Toxicity to o-sec-butylphenyl methylcarbamate compound (BPMC) was analyzed in the rice brown planthopper, Nilaparvata lugens, using a differential proteomics approach of identifying proteins on two dimensional-polyacrylamide gel electrophoresis (2D-PAGE). Proteome analysis from BPMC-treated brown planthopper resulted in the modulation of 22 proteins at the expression level as compared to control samples on coomassie brilliant blue (CBB) stained gels. Out of total 22 proteins, 10 proteins showed elevated expression, eight proteins showed decreased expression and four proteins showed specific expression after insecticide treatment. The N-terminal sequences of seven out of 22 proteins were determined by a gas-phase protein sequencer. The internal amino acid sequences of the 15 proteins were determined by the sequence analyses of peptides obtained by Cleveland peptide mapping method and were compared with those of the known proteins available in public databases and the EST database of the brown planthopper in our laboratory to understand the nature of the proteins.

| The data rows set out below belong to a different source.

//! Common error types for stripey

use thiserror::Error;

/// Common result type for stripey operations
pub type Result<T> = std::result::Result<T, Error>;

/// Common error types across the stripey crates
#[derive(Error, Debug)]
pub enum Error {
    /// Database operation error (wraps sqlx::Error)
    #[error("Database error: {0}")]
    Database(#[from] sqlx::Error),

    /// I/O operation error (wraps std::io::Error)
    #[error("IO error: {0}")]
    Io(#[from] std::io::Error),

    /// Configuration loading or validation error
    #[error("Configuration error: {0}")]
    Config(String),

    /// Requested record not found
    #[error("Not found: {0}")]
    NotFound(String),

    /// Invalid user input or request parameter
    #[error("Invalid input: {0}")]
    InvalidInput(String),

    /// Internal consistency error
    #[error("Internal error: {0}")]
    Internal(String),
}

impl Error {
    /// True when SQLite reported lock contention ("database is locked")
    pub fn is_lock_contention(&self) -> bool {
        match self {
            Error::Database(db_err) => db_err.to_string().contains("database is locked"),
            _ => false,
        }
    }
}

Sequence analyses revealed that the expression of putative serine/threonine protein kinase, paramyosin, HSP 90, beta-tubulin, calreticulin, ATP synthase, actin and tropomyosin was elevated, and that of beta-mitochondrial processing peptidase, dihydrolipoamide dehydrogenase, enolase and acyl-coA dehydrogenase was reduced due to the exposure of BPMC. The differential expression of these proteins reflects the overall change in cellular structure and metabolism after insecticide treatment.